We are pleased to introduce you to the first spacecraft: please give a warm welcome to 2001 Mars Odyssey! As you may have noticed, its name is a clever homage to science fiction author Arthur C. Clarke and his legendary book 2001: A Space Odyssey.
This spacecraft fell into orbit around the Mars on the fateful day of October 24, 2001 (in Earth time, that is). As such, this spacecraft has the honour of being the eldest Martian resident that is still in operation. At the wise old age of 16, this long-lived orbiter has countless stories to tell.
Like many other astronomical endeavours, 2001 Mars Odyssey began its journey within the minds of NASA scientists. The spacecraft was designed around the four scientific goals that shaped the Mars Exploration Program: determining the presence of life, mapping climate, characterizing geology, and preparing for colonization.
With that in mind, Odyssey was given its own particular set of objectives with corresponding scientific instruments. In order to fulfill its lifelong dream of mapping Mars’ elemental composition and determining the abundance of hydrogen in the subsurface, Odyssey was equipped with a gamma ray spectrometer (GRS). Collaboration between the University of Arizona, Los Alamos National Laboratory, and Russia’s Space Research Institute produced the GRS. It is composed of a gamma sensor head, neutron spectrometer, high energy neutron detector, and central electronics assembly. Together, all of these components are able to determine the abundance and distribution of 20 elements down to a meter below the Martian surface.
When cosmic rays interact with the atoms on Mars, neutrons are emitted. In turn, these neutrons excite other atoms and produce gamma rays. Each individual chemical has its own energy signature - that is, excitation produces different intensities of different wavelengths for every element. Using this concept, scientists can determine the quantity and location of chemicals on Mars’ surface by analyzing the light spectrum. The presence of hydrogen is of particular interest since it could indicate the existence of water. Many of Odyssey’s most important discoveries stem from this.

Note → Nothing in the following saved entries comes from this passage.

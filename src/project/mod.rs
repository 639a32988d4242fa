//! The versioned project document and its autosave cycle.

mod handle;
mod services;
mod state;

pub use handle::{Project, SaveState};
pub use services::Services;
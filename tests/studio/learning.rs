use cavstudio::{CustomSearchSet, ModelLayer, SearchSet, ServerImage, SetKind};

use crate::support::{user_images, Fixture};

#[tokio::test(start_paused = true)]
async fn learning_sends_uploaded_sets_and_layer() {
    let fx = Fixture::new();
    let project = fx.project();
    project.add_images(SetKind::Positive, user_images("p", 2), false).await;
    project.set_model_layer(ModelLayer::Googlenet5b).await;

    project.learn_neural_lens().await.unwrap();

    let request = fx.compute.last_request().unwrap();
    assert_eq!(request.positive_images.len(), 2);
    assert_eq!(request.negative_images.len(), 2);
    assert_eq!(request.model_layer, ModelLayer::Googlenet5b);
    assert!(request.search_images.is_none());

    let lens = project.neural_lens().unwrap();
    assert_eq!(lens.cav_id, "cav-1");
    assert_eq!(lens.model_layer, ModelLayer::Googlenet5b);
    assert_eq!(lens.result_images.len(), 2);
    assert!(!project.is_learning());
}

#[tokio::test(start_paused = true)]
async fn custom_search_images_are_sent() {
    let fx = Fixture::new();
    let project = fx.project();
    let mut custom = CustomSearchSet::new();
    custom.images.push(ServerImage::new("s-1", true));
    project.set_search_set(SearchSet::Custom(custom)).await;
    project.add_images(SetKind::Positive, user_images("p", 1), false).await;

    project.learn_neural_lens().await.unwrap();

    let request = fx.compute.last_request().unwrap();
    assert_eq!(request.search_images.unwrap()[0].id, "s-1");
}

#[tokio::test(start_paused = true)]
async fn failure_is_described_and_learning_can_resume() {
    let fx = Fixture::new();
    fx.compute.fail_next_cavs(1);
    let project = fx.project();
    project.add_images(SetKind::Positive, user_images("p", 1), false).await;

    assert!(project.learn_neural_lens().await.is_err());
    assert_eq!(
        project.neural_lens_error().as_deref(),
        Some("Learning failed. injected learning failure (HTTP 500)")
    );
    assert!(!project.is_learning());
    assert!(project.neural_lens().is_none());

    project.learn_neural_lens().await.unwrap();
    assert!(project.neural_lens_error().is_none());
    assert!(project.neural_lens().is_some());
}

#[tokio::test(start_paused = true)]
async fn relearning_pins_a_new_version() {
    let fx = Fixture::new();
    let project = fx.project();
    project.add_images(SetKind::Positive, user_images("p", 1), false).await;
    project.learn_neural_lens().await.unwrap();
    let first = project.snapshot_id();

    project.learn_neural_lens().await.unwrap();

    assert_ne!(project.snapshot_id(), first);
    assert_eq!(project.revision_number(), 1);
    assert_eq!(project.neural_lens().unwrap().snapshot_id, project.snapshot_id());
}
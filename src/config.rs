use std::time::Duration;

use serde::{Deserialize, Serialize};

use crate::error::ProjectError;

pub const NEGATIVE_DATASET: &str = "negative-v1.1";
pub const SEARCH_DATASET: &str = "search-v2.1";

/// Tunables for autosave, uploads and the remote endpoints.
///
/// Every field has a default, so a partial TOML document is enough:
///
/// ```
/// use cavstudio::SyncConfig;
///
/// let config = SyncConfig::from_toml_str("debounce_ms = 250").unwrap();
/// assert_eq!(config.debounce_ms, 250);
/// assert_eq!(config.max_save_attempts, 3);
/// ```
#[derive(Debug, Clone, PartialEq, Eq, Serialize, Deserialize)]
#[serde(default)]
pub struct SyncConfig {
    /// Quiet period after the last mutation before a save is enqueued.
    pub debounce_ms: u64,
    /// Failed attempts after which a queued save is dropped.
    pub max_save_attempts: u32,
    /// Pause between a failed save and its retry.
    pub retry_backoff_ms: u64,
    /// Upper bound on simultaneous image uploads.
    pub upload_concurrency: usize,
    pub negative_dataset: String,
    pub search_dataset: String,
    pub server_url: String,
}

impl Default for SyncConfig {
    fn default() -> Self {
        Self {
            debounce_ms: 100,
            max_save_attempts: 3,
            retry_backoff_ms: 1000,
            upload_concurrency: 8,
            negative_dataset: NEGATIVE_DATASET.to_string(),
            search_dataset: SEARCH_DATASET.to_string(),
            server_url: "http://localhost:8000".to_string(),
        }
    }
}

impl SyncConfig {
    pub fn from_toml_str(source: &str) -> Result<Self, ProjectError> {
        let config: SyncConfig =
            toml::from_str(source).map_err(|e| ProjectError::Config(e.to_string()))?;
        config.validate()?;
        Ok(config)
    }

    fn validate(&self) -> Result<(), ProjectError> {
        if self.max_save_attempts == 0 {
            return Err(ProjectError::Config(
                "max_save_attempts must be at least 1".into(),
            ));
        }
        if self.upload_concurrency == 0 {
            return Err(ProjectError::Config(
                "upload_concurrency must be at least 1".into(),
            ));
        }
        Ok(())
    }

    pub fn with_debounce(mut self, debounce: Duration) -> Self {
        self.debounce_ms = debounce.as_millis() as u64;
        self
    }

    pub fn with_max_save_attempts(mut self, attempts: u32) -> Self {
        self.max_save_attempts = attempts.max(1);
        self
    }

    pub fn with_retry_backoff(mut self, backoff: Duration) -> Self {
        self.retry_backoff_ms = backoff.as_millis() as u64;
        self
    }

    pub fn with_upload_concurrency(mut self, concurrency: usize) -> Self {
        self.upload_concurrency = concurrency.max(1);
        self
    }

    pub fn with_server_url(mut self, url: impl Into<String>) -> Self {
        self.server_url = url.into();
        self
    }

    pub fn debounce(&self) -> Duration {
        Duration::from_millis(self.debounce_ms)
    }

    pub fn retry_backoff(&self) -> Duration {
        Duration::from_millis(self.retry_backoff_ms)
    }
}
use crate::snapshot::SnapshotError;

#[derive(Debug, thiserror::Error)]
pub enum Error<E> {
    /// The bus transaction failed or the chip did not acknowledge.
    #[error("I2C transaction failed")]
    I2c(E),
    /// The cached time registers are unusable for the requested operation.
    #[error(transparent)]
    Snapshot(SnapshotError),
}

impl<E> From<E> for Error<E> {
    fn from(e: E) -> Self {
        Error::I2c(e)
    }
}
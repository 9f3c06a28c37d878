//! Human readable renderings of the cached time registers.

use crate::snapshot::{fold_to_twelve_hour, EventTimestamp, TimeField, TimeSnapshot};

fn meridiem(hours: u8) -> &'static str {
    if hours >= 12 {
        "PM"
    } else {
        "AM"
    }
}

/// `MM/DD/YYYY`
pub fn date_usa(time: &TimeSnapshot) -> String {
    format!(
        "{:02}/{:02}/{:04}",
        time.decimal(TimeField::Month),
        time.decimal(TimeField::Date),
        time.year()
    )
}

/// `DD/MM/YYYY`
pub fn date(time: &TimeSnapshot) -> String {
    format!(
        "{:02}/{:02}/{:04}",
        time.decimal(TimeField::Date),
        time.decimal(TimeField::Month),
        time.year()
    )
}

/// `hh:mm:ss`, with an `AM`/`PM` suffix in twelve-hour mode.
pub fn time(time: &TimeSnapshot, twelve_hour_mode: bool) -> String {
    let hours = time.decimal(TimeField::Hours);
    let minutes = time.decimal(TimeField::Minutes);
    let seconds = time.decimal(TimeField::Seconds);
    if twelve_hour_mode {
        format!(
            "{:02}:{:02}:{:02}{}",
            time.display_hours(true),
            minutes,
            seconds,
            meridiem(hours)
        )
    } else {
        format!("{:02}:{:02}:{:02}", hours, minutes, seconds)
    }
}

/// ISO 8601, `YYYY-MM-DDThh:mm:ss`. Always 24-hour.
pub fn time_8601(time: &TimeSnapshot) -> String {
    format!(
        "{:04}-{:02}-{:02}T{:02}:{:02}:{:02}",
        time.year(),
        time.decimal(TimeField::Month),
        time.decimal(TimeField::Date),
        time.decimal(TimeField::Hours),
        time.decimal(TimeField::Minutes),
        time.decimal(TimeField::Seconds)
    )
}

/// `hh:mm:ss:HH` for an EVI capture, with `AM`/`PM` in twelve-hour mode.
pub fn timestamp(capture: &EventTimestamp, twelve_hour_mode: bool) -> String {
    if twelve_hour_mode {
        format!(
            "{:02}:{:02}:{:02}:{:02}{}",
            fold_to_twelve_hour(capture.hours),
            capture.minutes,
            capture.seconds,
            capture.hundredths,
            meridiem(capture.hours)
        )
    } else {
        format!(
            "{:02}:{:02}:{:02}:{:02}",
            capture.hours, capture.minutes, capture.seconds, capture.hundredths
        )
    }
}

#[cfg(test)]
mod tests {
    use super::*;

    // 2024-03-04 17:05:09.31
    const SAMPLE: TimeSnapshot =
        TimeSnapshot::from_registers([0x31, 0x09, 0x05, 0x17, 0x02, 0x04, 0x03, 0x24]);

    #[test]
    fn dates() {
        assert_eq!(date_usa(&SAMPLE), "03/04/2024");
        assert_eq!(date(&SAMPLE), "04/03/2024");
    }

    #[test]
    fn times() {
        assert_eq!(time(&SAMPLE, false), "17:05:09");
        assert_eq!(time(&SAMPLE, true), "05:05:09PM");
        assert_eq!(time_8601(&SAMPLE), "2024-03-04T17:05:09");
    }

    #[test]
    fn noon_and_midnight() {
        let mut noon = SAMPLE;
        noon.set_decimal(TimeField::Hours, 12);
        assert_eq!(time(&noon, true), "12:05:09PM");

        let mut midnight = SAMPLE;
        midnight.set_decimal(TimeField::Hours, 0);
        assert_eq!(time(&midnight, true), "00:05:09AM");
    }

    #[test]
    fn timestamps() {
        let capture = EventTimestamp { hundredths: 7, seconds: 59, minutes: 0, hours: 23 };
        assert_eq!(timestamp(&capture, false), "23:00:59:07");
        assert_eq!(timestamp(&capture, true), "11:00:59:07PM");
    }

    #[test]
    fn capture_and_clock_fold_hours_alike() {
        for hours in 0..24 {
            let mut clock = SAMPLE;
            clock.set_decimal(TimeField::Hours, hours);
            let capture = EventTimestamp { hundredths: 31, seconds: 9, minutes: 5, hours };
            let expected = format!("{}:31{}", &time(&clock, true)[..8], &time(&clock, true)[8..]);
            assert_eq!(timestamp(&capture, true), expected);
        }
    }
}
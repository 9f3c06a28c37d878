// MUST be the first module
mod fmt;

pub mod bcd;
pub mod epoch;
mod error;
pub mod format;
pub mod registers;
pub mod snapshot;

use datetime::LocalDateTime;
use embedded_hal::i2c::I2c;

use crate::bcd::{bcd2bin, bin2bcd};
pub use crate::error::Error;
pub use crate::registers::{
    BitField, ClockOutFrequency, CountdownFrequency, Edge, EviDebounce, Flag, Interrupt, Register,
    UpdateInterval,
};
use crate::registers::{ALARM_VALUE_MASK, OFFSET_MASK, TIMER_HIGH_MASK};
pub use crate::snapshot::{EventTimestamp, SnapshotError, TimeField, TimeSnapshot};
use crate::snapshot::{TIME_ARRAY_LENGTH, WRITABLE_LENGTH};

const DEFAULT_ADDRESS: u8 = 0x51;

/// RV-3032-C7
/// Real-Time Clock (RTC) Module with I2C-Bus Interface
///
/// The driver keeps a local copy of the time registers. [`Rv3032::update_time`]
/// refreshes it from the chip; the time getters and the string renderers only
/// look at that copy. Every time setter changes the copy and then rewrites all
/// writable time registers in one transaction.
pub struct Rv3032<I2C> {
    i2c: I2C,
    address: u8,
    time: TimeSnapshot,
    twelve_hour: bool,
}
use std::path::PathBuf;

use anyhow::Context;
use clap::{Parser, Subcommand};
use crm_pipeline::{
    handle_reorder, logging, storage::FileStore, ItemId, MoveEvent, PipelineConfig, PipelineItem,
    PipelineStore, Status,
};

#[derive(Parser)]
#[command(
    name = "crm-pipeline",
    version,
    about = "Inspect and reorder the CRM deal pipeline"
)]
struct Cli {
    #[command(subcommand)]
    command: Commands,

    /// Project directory holding the .pipeline store
    #[arg(long, default_value = ".", global = true)]
    root: PathBuf,

    /// Pipeline config file (TOML); built-in stages are used when omitted
    #[arg(long, global = true)]
    config: Option<PathBuf>,

    /// Log level (error, warn, info, debug, trace)
    #[arg(long, default_value = "info", global = true)]
    log_level: String,
}

#[derive(Subcommand)]
enum Commands {
    /// Create an empty store
    Init,
    /// Add an item at the end of a column
    Add {
        /// Destination status
        status: String,
        #[arg(short, long)]
        title: Option<String>,
    },
    /// Print items grouped by column
    List {
        /// Only show this status
        #[arg(long)]
        status: Option<String>,
    },
    /// Move an item onto another item or a column
    Move {
        /// Id of the dragged item
        active: String,
        /// Id of the item or column it was dropped on
        over: String,
    },
}

#[tokio::main]
async fn main() -> anyhow::Result<()> {
    let cli = Cli::parse();

    logging::init(&cli.log_level);

    let config = match &cli.config {
        Some(path) => PipelineConfig::load(path)
            .await
            .with_context(|| format!("failed to load config {}", path.display()))?,
        None => PipelineConfig::default(),
    };
    let store = FileStore::new(&cli.root);

    match cli.command {
        Commands::Init => {
            store.initialize().await?;
            println!("Initialized pipeline store in {}", cli.root.display());
        }
        Commands::Add { status, title } => {
            let pipeline = config.pipeline();
            let status = Status::from(status);
            if pipeline.column_for_status(&status).is_none() {
                anyhow::bail!("unknown status '{}'", status);
            }
            let mut item = PipelineItem::new(ItemId::generate(), status, 0);
            item.title = title;
            let item = store.insert_item(item).await?;
            println!("{}", item.id);
        }
        Commands::List { status } => {
            let items = store.list_items().await?;
            let pipeline = config.pipeline();
            for (column, column_items) in pipeline.board_view(&items) {
                if status.as_deref().is_some_and(|s| s != column.status.as_str()) {
                    continue;
                }
                println!("{} ({})", column.name, column_items.len());
                for item in column_items {
                    println!(
                        "  {:>3}  {}  {}",
                        item.effective_position(),
                        item.id,
                        item.title.as_deref().unwrap_or("")
                    );
                }
            }
        }
        Commands::Move { active, over } => {
            let items = store.list_items().await?;
            let outcome = handle_reorder(
                &items,
                &MoveEvent::new(active.as_str(), over),
                &config.pipeline(),
                &store,
                &config.reorder_options(),
            )
            .await
            .context("reorder failed; re-run `list` to see the stored order")?;

            if outcome.plan.is_noop() {
                println!("Nothing to move");
            } else {
                println!(
                    "Updated {} row(s) in {} write(s)",
                    outcome.plan.updates().len(),
                    outcome.chunks_written
                );
            }
        }
    }

    Ok(())
}
#[cfg(test)]
mod tests {
    use super::*;
    use crate::domain::{Column, Pipeline};
    use crate::storage::memory::MemoryStore;

    fn board() -> Pipeline {
        Pipeline::new("Test", vec![Column::for_status("X"), Column::for_status("Y")])
    }

    fn snapshot() -> Vec<PipelineItem> {
        vec![
            PipelineItem::new("a", "X", 0),
            PipelineItem::new("b", "X", 1),
            PipelineItem::new("c", "Y", 0),
        ]
    }

    fn ids<'a>(v: &[&'a ItemId]) -> Vec<&'a str> {
        v.iter().map(|i| i.as_str()).collect()
    }

    fn rows(updates: &[PositionUpdate]) -> Vec<(&str, &str, i64)> {
        updates
            .iter()
            .map(|u| (u.id.as_str(), u.status.as_str(), u.position))
            .collect()
    }

    fn column_of(n: usize, status: &str) -> Vec<PipelineItem> {
        (0..n)
            .map(|i| PipelineItem::new(format!("item-{i}").as_str(), status, i as i64))
            .collect()
    }

    #[tokio::test]
    async fn test_drop_on_column_moves_to_end() {
        let store = MemoryStore::with_items(snapshot());
        let outcome = handle_reorder(
            &snapshot(),
            &MoveEvent::new("a", "Y"),
            &board(),
            &store,
            &ReorderOptions::default(),
        )
        .await
        .unwrap();

        assert_eq!(outcome.chunks_written, 1);
        let calls = store.upsert_calls().await;
        assert_eq!(calls.len(), 1);
        assert_eq!(
            rows(&calls[0]),
            vec![("b", "X", 0), ("c", "Y", 0), ("a", "Y", 1)]
        );
    }

    #[test]
    fn test_drop_on_item_inserts_before_it() {
        let mut items = snapshot();
        items.push(PipelineItem::new("d", "Y", 1));

        let plan = plan_reorder(&items, &MoveEvent::new("a", "d"), &board()).unwrap();

        assert_eq!(ids(&plan.column(&Status::from("Y"))), vec!["c", "a", "d"]);
        assert_eq!(ids(&plan.column(&Status::from("X"))), vec!["b"]);
    }

    #[test]
    fn test_cross_column_conservation() {
        let items = snapshot();
        let x = Status::from("X");
        let y = Status::from("Y");
        let plan = plan_reorder(&items, &MoveEvent::new("b", "c"), &board()).unwrap();

        let from_after = plan.column(&x);
        let to_after = plan.column(&y);
        assert_eq!(from_after.len(), column_ids(&items, &x).len() - 1);
        assert_eq!(to_after.len(), column_ids(&items, &y).len() + 1);
        assert!(to_after.iter().any(|id| id.as_str() == "b"));
        assert!(!from_after.iter().any(|id| id.as_str() == "b"));
    }

    #[test]
    fn test_move_into_empty_column() {
        let pipeline = Pipeline::new(
            "Test",
            vec![Column::for_status("X"), Column::for_status("Empty")],
        );
        let plan = plan_reorder(&snapshot(), &MoveEvent::new("b", "Empty"), &pipeline).unwrap();

        assert_eq!(
            rows(plan.updates()),
            vec![("a", "X", 0), ("b", "Empty", 0)]
        );
    }

    #[test]
    fn test_same_column_drop_on_self_is_noop() {
        let plan = plan_reorder(&snapshot(), &MoveEvent::new("b", "b"), &board()).unwrap();
        assert!(plan.is_noop());
    }

    #[tokio::test]
    async fn test_noop_writes_nothing() {
        let store = MemoryStore::with_items(snapshot());
        let outcome = handle_reorder(
            &snapshot(),
            &MoveEvent::new("a", "a"),
            &board(),
            &store,
            &ReorderOptions::default(),
        )
        .await
        .unwrap();

        assert!(outcome.plan.is_noop());
        assert_eq!(outcome.chunks_written, 0);
        assert!(store.upsert_calls().await.is_empty());
    }

    #[test]
    fn test_same_column_moves_down_and_up() {
        let items = vec![
            PipelineItem::new("a", "X", 0),
            PipelineItem::new("b", "X", 1),
            PipelineItem::new("c", "X", 2),
        ];
        let x = Status::from("X");

        let down = plan_reorder(&items, &MoveEvent::new("a", "c"), &board()).unwrap();
        assert_eq!(ids(&down.column(&x)), vec!["b", "c", "a"]);

        let up = plan_reorder(&items, &MoveEvent::new("c", "a"), &board()).unwrap();
        assert_eq!(ids(&up.column(&x)), vec!["c", "a", "b"]);
    }

    #[test]
    fn test_same_column_renumbers_gapped_positions() {
        let items = vec![
            PipelineItem::new("a", "X", 10),
            PipelineItem::new("b", "X", 40),
            PipelineItem::new("c", "X", 90),
        ];

        let plan = plan_reorder(&items, &MoveEvent::new("c", "b"), &board()).unwrap();
        assert_eq!(
            rows(plan.updates()),
            vec![("a", "X", 0), ("c", "X", 1), ("b", "X", 2)]
        );
    }

    #[test]
    fn test_same_column_drop_on_own_column_sends_to_end() {
        let plan = plan_reorder(&snapshot(), &MoveEvent::new("a", "X"), &board()).unwrap();
        assert_eq!(ids(&plan.column(&Status::from("X"))), vec!["b", "a"]);
    }

    #[test]
    fn test_positions_are_contiguous_after_move() {
        let mut items = column_of(7, "X");
        items[2].position = Some(100.0);
        items[4].position = None;
        items.extend(column_of(3, "Y"));

        let plan = plan_reorder(&items, &MoveEvent::new("item-1", "Y"), &board()).unwrap();

        for status in ["X", "Y"] {
            let mut positions: Vec<i64> = plan
                .updates()
                .iter()
                .filter(|u| u.status.as_str() == status)
                .map(|u| u.position)
                .collect();
            positions.sort_unstable();
            let expected: Vec<i64> = (0..positions.len() as i64).collect();
            assert_eq!(positions, expected);
        }
    }

    #[tokio::test]
    async fn test_unknown_active_id_fails_without_writes() {
        let store = MemoryStore::with_items(snapshot());
        let err = handle_reorder(
            &snapshot(),
            &MoveEvent::new("ghost", "Y"),
            &board(),
            &store,
            &ReorderOptions::default(),
        )
        .await
        .unwrap_err();

        assert!(matches!(err, PipelineError::ItemNotFound(ref id) if id == "ghost"));
        assert!(err.is_input_error());
        assert!(store.upsert_calls().await.is_empty());
    }

    #[test]
    fn test_unresolved_target() {
        let err = plan_reorder(&snapshot(), &MoveEvent::new("a", "nowhere"), &board()).unwrap_err();
        assert!(matches!(err, PipelineError::UnresolvedTarget(ref id) if id == "nowhere"));
    }

    #[test]
    fn test_blank_target_status_is_unresolved() {
        let resolver = FnResolver::new(|_: &str| true, |_: &str, _: &[PipelineItem]| {
            Some(Status::from(" "))
        });
        let err = plan_reorder(&snapshot(), &MoveEvent::new("a", "col"), &resolver).unwrap_err();
        assert!(matches!(err, PipelineError::UnresolvedTarget(_)));
    }

    #[test]
    fn test_closure_resolver_with_stale_over_id_appends() {
        // Resolver claims an item target that the snapshot does not contain.
        let resolver = FnResolver::new(|_: &str| false, |_: &str, _: &[PipelineItem]| {
            Some(Status::from("Y"))
        });
        let plan = plan_reorder(&snapshot(), &MoveEvent::new("a", "gone"), &resolver).unwrap();
        assert_eq!(ids(&plan.column(&Status::from("Y"))), vec!["c", "a"]);
    }

    #[tokio::test]
    async fn test_chunking_boundary_at_51_rows() {
        let items = column_of(51, "X");
        let store = MemoryStore::with_items(items.clone());

        let outcome = handle_reorder(
            &items,
            &MoveEvent::new("item-0", "item-50"),
            &board(),
            &store,
            &ReorderOptions::default(),
        )
        .await
        .unwrap();

        assert_eq!(outcome.chunks_written, 2);
        let calls = store.upsert_calls().await;
        assert_eq!(calls.len(), 2);
        assert_eq!(calls[0].len(), 50);
        assert_eq!(calls[1].len(), 1);
    }

    #[tokio::test]
    async fn test_failed_chunk_aborts_remaining_and_keeps_earlier() {
        let items = column_of(120, "X");
        let store = MemoryStore::with_items(items.clone());
        store.fail_on_call(2).await;

        let err = handle_reorder(
            &items,
            &MoveEvent::new("item-119", "item-0"),
            &board(),
            &store,
            &ReorderOptions::default(),
        )
        .await
        .unwrap_err();

        match err {
            PipelineError::Persistence {
                chunk_index,
                chunks_written,
                ..
            } => {
                assert_eq!(chunk_index, 1);
                assert_eq!(chunks_written, 1);
            }
            other => panic!("unexpected error: {other}"),
        }

        // Only the first chunk landed; the third was never attempted.
        assert_eq!(store.upsert_calls().await.len(), 1);
        let stored = store.list_items().await.unwrap();
        let moved = stored.iter().find(|i| i.id.as_str() == "item-119").unwrap();
        assert_eq!(moved.position, Some(0.0));
        let untouched = stored.iter().find(|i| i.id.as_str() == "item-60").unwrap();
        assert_eq!(untouched.position, Some(60.0));
    }

    #[tokio::test]
    async fn test_zero_batch_size_is_rejected() {
        let store = MemoryStore::default();
        let options = ReorderOptions {
            batch_size: 0,
            ..ReorderOptions::default()
        };
        let updates = vec![PositionUpdate::new("a".into(), "X".into(), 0)];

        let err = persist_updates(&store, &updates, &options).await.unwrap_err();
        assert!(matches!(err, PipelineError::Config(_)));
    }
}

But, being an orbiter of many talents, the Odyssey could not just settle for one instrument. The spacecraft had two others; THEMIS (Thermal Emission Imaging System) was designed to obtain images of the surface mineralogy and information on the surface’s morphology while MARIE (Mars Radiation Environment Experiment) characterized the planet’s near-space radiation environment. THEMIS has both a visible light and infrared camera. In the infrared light spectrum, different minerals appear in different colours so Mars Odyssey can detect variations in material that would be indistinguishable using the visible spectrum alone. During the day, the light reflected by the surface is imaged, which shows the composition. At night, without the influence of the sun, the infrared imager looks for active thermal activity. As for MARIE, the instrument contains a spectrometer that measures the energy from cosmic radiation as well as solar energetic particles.
Equipped with these scientific instruments, Mars Odyssey was launched on April 7, 2001 from Kennedy Space Centre. Upon arrival, it used aerobraking (using atmospheric drag to reduce speed and shrink the orbit) for several months in order to fall into a circular two hour orbit suitable for the Martian research it was eager to conduct. Mapping occurred from February 2002 until August 2004 and much was discovered. Odyssey outlined the amount and distribution of chemicals composing the Martian surface. For instance, the GRS uncovered vast amounts of water ice at Mars’ poles and tracked the seasonal growth and shrink of these polar ice caps. THEMIS has collected over 15,000 images and provided the first photos of exposed water ice at Mars’ southern polar cap. The discovery of abundant ice water was invaluable and guided the goals of future missions.THEMIS’ other achievements include the uncovering of an abundance of Martian volcanoes, flows of dacite (chemically complex lava), gullies eroded by snow, olivine-rich rocks in Syrtis Major which indicate that Mars was cold and dry for most of its lifetime since olivine rapidly decomposes when wet, craters that were once ancient lakes, and much more. In addition to the research conducted while in Martian orbit, the MARIE collected data all throughout Odyssey’s flight from Earth to Mars. Data indicated that the radiation near Mars was two to three times greater than at the International Space Station. Since radiation poses a significant health risk, this information is imperative for planning manned Mars missions and ensuring that the astronauts are adequately protected during travel and upon arrival.
Following its primary mission, 2001 Mars Odyssey spent its time chatting with its two best buddies, the twin rovers Spirit and Opportunity. It acted as the rovers’ communications relay station and transmitted 85% of all their data to Earth, which it continued to do until Spirit’s untimely demise in 2010. Though Odyssey and Opportunity mourned their lost companion, they maintained their connection and eventually gained a new friend, NASA’s Curiosity rover, in August 2012. As of today, Odyssey continues to relay data from both rovers and is still happily orbiting Mars. While the spacecraft has not acquired any groundbreaking data lately, the reevaluation of older hydrogen maps led to the realization that water ice may exist at areas along the equator, which was an unprecedented discovery.